New Test in CIC Catalog

Test Code: 4043

Sample:
Whole blood - EDTA (5 ml)
Conservation:
Refrigerated
Method:
Sequencing Method
Set Up Days:
Daily
TAT (Days):
35 days
Information:
Blackfan-Diamond anemia (DBA) is a congenital aregenerative and often macrocytic anemia with erythroblastopenia. Both sexes are equally affected and no ethnic predisposition has been identified. The anemia is discovered early in life, usually within the first 2 years; diagnosis after 4 years of age is very unlikely. Pallor and dyspnea, especially during feeding or while sucking, are the principal warning signs. Over half of all DBA patients present with short stature and congenital anomalies, the most frequent being craniofacial, thumb and urogenital anomalies. Pregnancies in DBA-affected women are now identified as high-risk, for both mother and child. DBA patients may also be at a higher risk of leukemia and cancer. DBA is inherited as an autosomal dominant trait with variable penetrance. At present, disease-causing mutations are identified in 40-45% of patients. All involved genes code for ribosomal proteins (RPs). Mutations in RPS19 are found in 25% of patients. The only clear genotype/phenotype correlation made so far is the frequent occurrence of craniofacial abnormalities in RPL5 and RPL11 mutation carriers and the rarity of these anomalies in RPS19 mutation carriers.
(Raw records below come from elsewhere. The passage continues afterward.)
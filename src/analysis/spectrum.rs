//! 32-column spectrum of the output stream
//!
//! Output blocks are copied into a 1024-sample ring; each UI update
//! Hann-windows the most recent 64 samples, transforms them with a planned
//! `rustfft` forward FFT and smooths the dB-normalized magnitudes per column
//! with the same meter dynamics as the voice meters. The plan, window and
//! scratch space are built once, so an update never allocates.

use super::MeterState;
use crate::config::MeterTuning;
use rustfft::num_complex::Complex;
use rustfft::{Fft, FftPlanner};
use std::f32::consts::PI;
use std::fmt;
use std::sync::Arc;

/// Samples kept for analysis.
pub const SPECTRUM_RING: usize = 1024;
/// Displayed columns.
pub const SPECTRUM_COLUMNS: usize = 32;
/// Transform length.
pub const FFT_SIZE: usize = 64;
/// Magnitude bins produced (DC up to just below Nyquist).
pub const FFT_BINS: usize = FFT_SIZE / 2;

const FLOOR_DB: f32 = -60.0;

#[inline]
fn to_db(x: f32) -> f32 {
    20.0 * (x + 1e-6).log10()
}

/// Map `[-60, 0]` dB onto `0..=1`.
#[inline]
fn db_norm(db: f32) -> f32 {
    (db.clamp(FLOOR_DB, 0.0) - FLOOR_DB) / -FLOOR_DB
}

fn hann() -> [f32; FFT_SIZE] {
    let mut window = [0.0; FFT_SIZE];
    for (i, w) in window.iter_mut().enumerate() {
        *w = 0.5 - 0.5 * (2.0 * PI * i as f32 / (FFT_SIZE - 1) as f32).cos();
    }
    window
}

/// Ring buffer, transform and per-column smoothing.
#[derive(Clone)]
pub struct Spectrum {
    ring: Box<[i16; SPECTRUM_RING]>,
    write: usize,
    fft: Arc<dyn Fft<f32>>,
    window: [f32; FFT_SIZE],
    buffer: Vec<Complex<f32>>,
    scratch: Vec<Complex<f32>>,
    mags: [f32; FFT_BINS],
    columns: [MeterState; SPECTRUM_COLUMNS],
    bin_scale: f32,
    tuning: MeterTuning,
}

impl fmt::Debug for Spectrum {
    fn fmt(&self, f: &mut fmt::Formatter<'_>) -> fmt::Result {
        f.debug_struct("Spectrum")
            .field("write", &self.write)
            .field("mags", &self.mags)
            .field("columns", &self.columns)
            .field("bin_scale", &self.bin_scale)
            .finish_non_exhaustive()
    }
}

impl Default for Spectrum {
    fn default() -> Self {
        Self::new(MeterTuning::spectrum())
    }
}

impl Spectrum {
    /// Empty spectrum using `tuning` for the columns.
    pub fn new(tuning: MeterTuning) -> Self {
        let fft = FftPlanner::<f32>::new().plan_fft_forward(FFT_SIZE);
        let scratch = vec![Complex::default(); fft.get_inplace_scratch_len()];
        Spectrum {
            ring: Box::new([0; SPECTRUM_RING]),
            write: 0,
            fft,
            window: hann(),
            buffer: vec![Complex::default(); FFT_SIZE],
            scratch,
            mags: [0.0; FFT_BINS],
            columns: [MeterState::default(); SPECTRUM_COLUMNS],
            bin_scale: 1.0,
            tuning,
        }
    }

    /// Clear the ring and the column state; the bin scale is kept.
    pub fn reset(&mut self) {
        self.ring.fill(0);
        self.write = 0;
        self.mags = [0.0; FFT_BINS];
        self.columns = [MeterState::default(); SPECTRUM_COLUMNS];
    }

    /// Append output samples to the ring.
    pub fn push_block(&mut self, pcm: &[i16]) {
        for &s in pcm {
            self.ring[self.write % SPECTRUM_RING] = s;
            self.write = self.write.wrapping_add(1);
        }
    }

    /// Column-to-bin factor, clamped to `[0.1, 1.0]`.
    ///
    /// Sources rendered below the output rate only carry energy in the lower
    /// bins; a scale of `render_rate / output_rate` spreads that range over
    /// all 32 columns.
    pub fn set_bin_scale(&mut self, scale: f32) {
        self.bin_scale = if scale.is_nan() {
            1.0
        } else {
            scale.clamp(0.1, 1.0)
        };
    }

    /// Current column-to-bin factor.
    pub fn bin_scale(&self) -> f32 {
        self.bin_scale
    }

    /// FFT bin shown in `column`. Bin 0 (DC) is never shown.
    pub fn column_bin(&self, column: usize) -> usize {
        ((column as f32 * self.bin_scale) as usize).clamp(1, FFT_BINS - 1)
    }

    /// Transform the latest 64 samples and advance every column to `now_ms`.
    pub fn update(&mut self, now_ms: u64) {
        let start = self.write.wrapping_sub(FFT_SIZE);
        for (i, (c, w)) in self.buffer.iter_mut().zip(&self.window).enumerate() {
            let s = self.ring[start.wrapping_add(i) % SPECTRUM_RING];
            *c = Complex::new(s as f32 / 32768.0 * w, 0.0);
        }
        self.fft
            .process_with_scratch(&mut self.buffer, &mut self.scratch);
        for (m, c) in self.mags.iter_mut().zip(&self.buffer) {
            *m = c.norm();
        }

        for c in 0..SPECTRUM_COLUMNS {
            let target = db_norm(to_db(self.mags[self.column_bin(c)]));
            self.columns[c].update(target, now_ms, &self.tuning);
        }
    }

    /// Column states, low to high frequency.
    pub fn columns(&self) -> &[MeterState] {
        &self.columns
    }

    /// Raw magnitudes of the last transform.
    pub fn magnitudes(&self) -> &[f32] {
        &self.mags
    }
}

#[cfg(test)]
mod tests {
    use super::*;
    use approx::assert_relative_eq;
    use std::f32::consts::PI;

    #[test]
    fn test_db_norm_range() {
        assert_relative_eq!(db_norm(to_db(0.0)), 0.0);
        assert_relative_eq!(db_norm(to_db(1.0)), 1.0, epsilon = 1e-5);
        assert_relative_eq!(db_norm(-30.0), 0.5);
        assert_relative_eq!(db_norm(12.0), 1.0);
    }

    #[test]
    fn test_bin_scale_clamped() {
        let mut s = Spectrum::default();
        s.set_bin_scale(0.0);
        assert_relative_eq!(s.bin_scale(), 0.1);
        s.set_bin_scale(4.0);
        assert_relative_eq!(s.bin_scale(), 1.0);
        assert_eq!(s.column_bin(0), 1);
        assert_eq!(s.column_bin(31), 31);
        s.set_bin_scale(0.5);
        assert_eq!(s.column_bin(10), 5);
    }

    #[test]
    fn test_window_is_symmetric() {
        let window = hann();
        assert_relative_eq!(window[0], 0.0);
        assert_relative_eq!(window[63], 0.0, epsilon = 1e-6);
        for i in 0..32 {
            assert_relative_eq!(window[i], window[63 - i], epsilon = 1e-5);
        }
    }

    #[test]
    fn test_silence_transforms_to_zero() {
        let mut s = Spectrum::default();
        s.push_block(&[0; 64]);
        s.update(0);
        assert!(s.magnitudes().iter().all(|&m| m == 0.0));
    }

    #[test]
    fn test_sine_peaks_at_its_bin() {
        let mut s = Spectrum::default();
        let block: Vec<i16> = (0..FFT_SIZE)
            .map(|i| (16_000.0 * (2.0 * PI * 8.0 * i as f32 / FFT_SIZE as f32).sin()) as i16)
            .collect();
        s.push_block(&block);
        s.update(0);

        let mags = s.magnitudes();
        assert_eq!(mags.len(), FFT_BINS);
        let peak = mags
            .iter()
            .enumerate()
            .max_by(|a, b| a.1.total_cmp(b.1))
            .map(|(i, _)| i);
        assert_eq!(peak, Some(8));
        assert!(mags[8] > 10.0 * mags[20]);
    }

    #[test]
    fn test_dc_lands_in_bin_zero() {
        let mut s = Spectrum::default();
        s.push_block(&[8_192; 64]);
        s.update(0);
        // 0.25 * sum of the window (31.5)
        assert_relative_eq!(s.magnitudes()[0], 0.25 * 31.5, epsilon = 1e-3);
    }

    #[test]
    fn test_clone_keeps_its_plan() {
        let mut s = Spectrum::default();
        s.push_block(&[8_192; 64]);
        let mut copy = s.clone();
        s.update(0);
        copy.update(0);
        assert_eq!(s.magnitudes(), copy.magnitudes());
    }

    #[test]
    fn test_silence_stays_at_rest() {
        let mut s = Spectrum::default();
        s.push_block(&[0; 512]);
        s.update(0);
        assert!(s.columns().iter().all(|c| c.val == 0.0));
    }

    #[test]
    fn test_tone_lights_its_column() {
        let mut s = Spectrum::default();
        let block: Vec<i16> = (0..1024)
            .map(|i| (20_000.0 * (2.0 * PI * 12.0 * i as f32 / 64.0).sin()) as i16)
            .collect();
        s.push_block(&block);
        for t in 0..5 {
            s.update(t * 33);
        }
        let cols = s.columns();
        assert!(cols[12].val > 0.9);
        assert!(cols[12].val > cols[25].val);
    }

    #[test]
    fn test_reads_latest_samples_across_wrap() {
        let mut s = Spectrum::default();
        s.push_block(&[0; 1000]);
        // 64 samples straddling the ring end
        s.push_block(&[8_192; 64]);
        s.update(0);
        assert_relative_eq!(s.magnitudes()[0], 0.25 * 31.5, epsilon = 1e-3);
    }
}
Genetic counseling and prenatal diagnosis are difficult because of the variability of clinical expression and the fact that only 40-45% of patients have an identified mutation within a RP gene. Close ultrasound follow-up during the pregnancy is recommended in all cases. The prognosis is generally good. However, complications of treatment and a higher incidence of cancer may reduce life expectancy.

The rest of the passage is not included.